The researchers highlighted several limitations of the study. For instance, although the high platelet reactivity cutoff point used in the study was recommended for the evaluation for thrombotic events in CAD, the cutoff for evaluating thrombotic events in patients undergoing TAVR remains unknown. The study was also not powered to assess clinical endpoints.

"Larger clinical trials are needed to assess the safety and clinical implications of these findings,” Jiménez Díaz said.

Need for further study

During the past decade, use of TAVR has expanded significantly, according to Jiménez Díaz.

“Its acceptance and application have been fast and broad, and it could further increase as TAVR indications may gradually extend after completion of the large, low-surgical-risk patient trials. Hence, the antithrombotic regimen after successful TAVR is of the utmost importance to prevent ischemic events, but it should also minimize the risk of bleeding,” Jiménez Díaz told Cardiology Today’s Intervention. “The TAVR population is in a very delicate balance between thrombotic and hemorrhagic risk, so the implications in choosing an effective and safe therapy is challenging and extremely relevant. Therefore, larger-scale studies are needed to determine the best antiplatelet treatment to use in this population and its duration after the procedure. An important aspect is to determine the appropriate high platelet reactivity cut-off point in TAVR patients, which may be different from what is known to be in post-PCI patients. The impact of other factors on high platelet reactivity, such as the type of valve used, as well as certain comorbidities (diabetes, renal failure) and some clinical characteristics should be also studied in detail.”

The implications of REAC-TAVI confirm information from previous studies regarding high platelet reactivity in both PCI and TAVR cohorts, Davide Capodanno, MD, PhD, from the division of cardiology, C.A.S.T., P.O. “G. Rodolico”, Azienda Ospedaliero-Universitaria “Policlinico-Vittorio Emanuele,” University of Catania in Italy, and Dominick J. Angiolillo, MD, PhD, professor of medicine, medical director of the Cardiovascular Research Program and program director of the Interventional Cardiology Fellowship Program at the University Florida College of Medicine – Jacksonville and a Cardiology Today’s Intervention Editorial Board member, wrote in an accompanying editorial.

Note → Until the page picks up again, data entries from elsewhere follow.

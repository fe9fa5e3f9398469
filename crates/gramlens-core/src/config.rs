use std::path::PathBuf;

use crate::app_config::AppConfig;
use crate::ConfigError;

/// Load application configuration, reading `.env` first via `dotenvy`.
///
/// # Errors
///
/// Returns `ConfigError` if any env var holds a value that does not parse or
/// fails validation.
pub fn load_app_config() -> Result<AppConfig, ConfigError> {
    dotenvy::dotenv().ok();
    load_app_config_from_env()
}

/// Load application configuration from the process environment as-is.
///
/// Skips the `.env` lookup that [`load_app_config`] performs, for callers
/// that manage the environment themselves.
///
/// # Errors
///
/// Returns `ConfigError` if any env var holds a value that does not parse or
/// fails validation.
pub fn load_app_config_from_env() -> Result<AppConfig, ConfigError> {
    build_app_config(|key| std::env::var(key))
}

/// Parsing and validation behind an injected lookup, so tests can drive it
/// with a plain `HashMap` instead of mutating the process environment.
fn build_app_config<F>(lookup: F) -> Result<AppConfig, ConfigError>
where
    F: Fn(&str) -> Result<String, std::env::VarError>,
{
    let or_default = |var: &str, default: &str| -> String {
        lookup(var).unwrap_or_else(|_| default.to_string())
    };

    let parse_u32 = |var: &str, default: &str| -> Result<u32, ConfigError> {
        let raw = or_default(var, default);
        raw.parse::<u32>().map_err(|e| ConfigError::InvalidEnvVar {
            var: var.to_string(),
            reason: e.to_string(),
        })
    };

    let parse_u64 = |var: &str, default: &str| -> Result<u64, ConfigError> {
        let raw = or_default(var, default);
        raw.parse::<u64>().map_err(|e| ConfigError::InvalidEnvVar {
            var: var.to_string(),
            reason: e.to_string(),
        })
    };

    let parse_usize = |var: &str, default: &str| -> Result<usize, ConfigError> {
        let raw = or_default(var, default);
        raw.parse::<usize>()
            .map_err(|e| ConfigError::InvalidEnvVar {
                var: var.to_string(),
                reason: e.to_string(),
            })
    };

    let ig_username = lookup("GRAMLENS_IG_USERNAME").ok();
    let ig_password = lookup("GRAMLENS_IG_PASSWORD").ok();
    let graph_access_token = lookup("GRAMLENS_GRAPH_ACCESS_TOKEN").ok();
    let graph_user_id = lookup("GRAMLENS_GRAPH_USER_ID").ok();

    let accounts_path = PathBuf::from(or_default(
        "GRAMLENS_ACCOUNTS_PATH",
        "./config/accounts.yaml",
    ));

    let fetch_count = parse_u32("GRAMLENS_FETCH_COUNT", "10")?;
    if fetch_count == 0 {
        return Err(ConfigError::InvalidEnvVar {
            var: "GRAMLENS_FETCH_COUNT".to_string(),
            reason: "must be at least 1".to_string(),
        });
    }

    let caption_excerpt_chars = parse_usize("GRAMLENS_CAPTION_EXCERPT_CHARS", "50")?;
    if caption_excerpt_chars == 0 {
        return Err(ConfigError::InvalidEnvVar {
            var: "GRAMLENS_CAPTION_EXCERPT_CHARS".to_string(),
            reason: "must be at least 1".to_string(),
        });
    }

    let request_timeout_secs = parse_u64("GRAMLENS_REQUEST_TIMEOUT_SECS", "30")?;
    let user_agent = or_default("GRAMLENS_USER_AGENT", "gramlens/0.1 (engagement-research)");

    let account_delay_min_ms = parse_u64("GRAMLENS_ACCOUNT_DELAY_MIN_MS", "5000")?;
    let account_delay_max_ms = parse_u64("GRAMLENS_ACCOUNT_DELAY_MAX_MS", "10000")?;
    if account_delay_min_ms > account_delay_max_ms {
        return Err(ConfigError::InvalidEnvVar {
            var: "GRAMLENS_ACCOUNT_DELAY_MIN_MS".to_string(),
            reason: "must not exceed GRAMLENS_ACCOUNT_DELAY_MAX_MS".to_string(),
        });
    }

    let page_delay_ms = parse_u64("GRAMLENS_PAGE_DELAY_MS", "250")?;

    Ok(AppConfig {
        ig_username,
        ig_password,
        graph_access_token,
        graph_user_id,
        accounts_path,
        fetch_count,
        caption_excerpt_chars,
        request_timeout_secs,
        user_agent,
        account_delay_min_ms,
        account_delay_max_ms,
        page_delay_ms,
    })
}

However, the study also raises questions. For example, data do not yet demonstrate a link between high platelet reactivity and ischemic events after TAVR, suggesting there is no urgency to suppress on-clopidogrel high platelet reactivity after TAVR, they wrote. Further, low platelet reactivity may contribute to the risk for bleeding after TAVR and one would expect more thrombotic complications to be observed in real-world practice.

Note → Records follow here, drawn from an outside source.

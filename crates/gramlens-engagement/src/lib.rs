//! Engagement analysis for gramlens.
//!
//! Pure ranking, baseline, and outlier computation over canonical posts,
//! plus CSV export of the result. [`analyze`] does no I/O; sources feed it
//! and the CLI renders what comes out.

pub mod analyze;
pub mod error;
pub mod export;
pub mod types;

pub use analyze::{analyze, OUTLIER_MULTIPLIER};
pub use error::ExportError;
pub use export::{write_csv, write_csv_file};
pub use types::{AccountMean, AnalyzedPost, EngagementReport};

“If DAPT will finally prove to outperform aspirin at a reasonable bleeding cost, then the full potential for other investigations reproducing the history of DAPT trials for PCI will be unraveled,” Capodanno and Angiolillo wrote. “Indeed, issues such as pretreatment, drug choice and dosing, duration, platelet function testing and de-escalation have been deeply investigated in the field of PCI but have not been tackled in the field of TAVR, a virgin territory for DAPT and antithrombotic therapy trials.” – by Melissa Foster

Disclosures: The study was sponsored by the Spanish Society of Cardiology and supported by AstraZeneca. Jiménez Díaz and the other authors report no relevant financial disclosures. Capodanno reports he has received speaker honoraria from Bayer, AstraZeneca and Boehringer Ingelheim and consultant fees or honoraria from Abbott Vascular, AstraZeneca and Bayer. Angiolillo reports he has received consultant fees or honoraria from Amgen, Aralez, AstraZeneca, Bayer, Biosensors, Boehringer Ingelheim, Bristol-Myers Squibb, Chiesi, Daiichi-Sankyo, Eli Lilly, Haemonetics, Janssen, Merck, PLx Pharma, Pfizer, Sanofi and The Medicines Company; he has participated in review activities for CeloNova and St. Jude Medical; and he has received institutional grants from Amgen, AstraZeneca, Bayer, Biosensors, CeloNova, CSL Behring, Daiichi-Sankyo, Eisai, Eli Lilly, Gilead, Janssen, Matsutani Chemical Industry Co., Merck, Novartis, Osprey Medical and Renal Guard Solutions.